Output exactly the line containing "fn fmt(&self, f: &mut" and each line after it through the last line of the records, and nothing else.

================

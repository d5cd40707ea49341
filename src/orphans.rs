//! Orphan collector for background tasks.
//!
//! Tasks spawned through a collector are still children of the spawning
//! task, but their handles are parked in the collector instead of being
//! returned. [`Orphans::care`] retrieves settled ones non-blockingly; each
//! retrieved promise must still be awaited. A collector dropped with
//! entries left inside does not absolve the parent: the abandoned children
//! surface as a *still-has-children* fatal when the parent terminates.

use crate::promise::Promise;
use core::fmt;
use parking_lot::Mutex;

/// Outcome of a [`Orphans::care`] probe.
#[derive(Debug)]
pub enum Care<T> {
    /// A settled background task, ready to be awaited without blocking.
    Ready(Promise<T>),
    /// Tasks are attached but none has settled yet.
    Pending,
    /// No tasks are attached; there is no more work.
    Empty,
}

/// A collector of background tasks created by the current task.
///
/// The collector lives with its creator; the promises inside remain the
/// creator's children and must each be retrieved and awaited.
pub struct Orphans<T> {
    attached: Mutex<Vec<Promise<T>>>,
}

impl<T> Orphans<T> {
    /// Creates an empty collector.
    #[must_use]
    pub fn new() -> Self {
        Self {
            attached: Mutex::new(Vec::new()),
        }
    }

    /// Number of attached, not yet retrieved tasks.
    #[must_use]
    pub fn len(&self) -> usize {
        self.attached.lock().len()
    }

    /// True when nothing is attached.
    #[must_use]
    pub fn is_empty(&self) -> bool {
        self.attached.lock().is_empty()
    }

    /// Retrieves one settled task, if any.
    ///
    /// Returns [`Care::Ready`] with a terminal promise, [`Care::Pending`]
    /// while attached tasks are still running, and [`Care::Empty`] once the
    /// collector has handed everything back.
    pub fn care(&self) -> Care<T> {
        let mut attached = self.attached.lock();
        if attached.is_empty() {
            return Care::Empty;
        }
        match attached.iter().position(|p| p.state().is_terminal()) {
            Some(idx) => Care::Ready(attached.remove(idx)),
            None => Care::Pending,
        }
    }

    pub(crate) fn attach(&self, promise: Promise<T>) {
        self.attached.lock().push(promise);
    }
}

impl<T> Default for Orphans<T> {
    fn default() -> Self {
        Self::new()
    }
}

impl<T> fmt::Debug for Orphans<T> {
    fn fmt(&self, f: &mut fmt::Formatter<'_>) -> fmt::Result {
        f.debug_struct("Orphans").field("attached", &self.len()).finish()
    }
}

================

> Answer box:
    fn fmt(&self, f: &mut fmt::Formatter<'_>) -> fmt::Result {
        f.debug_struct("Orphans").field("attached", &self.len()).finish()
    }
}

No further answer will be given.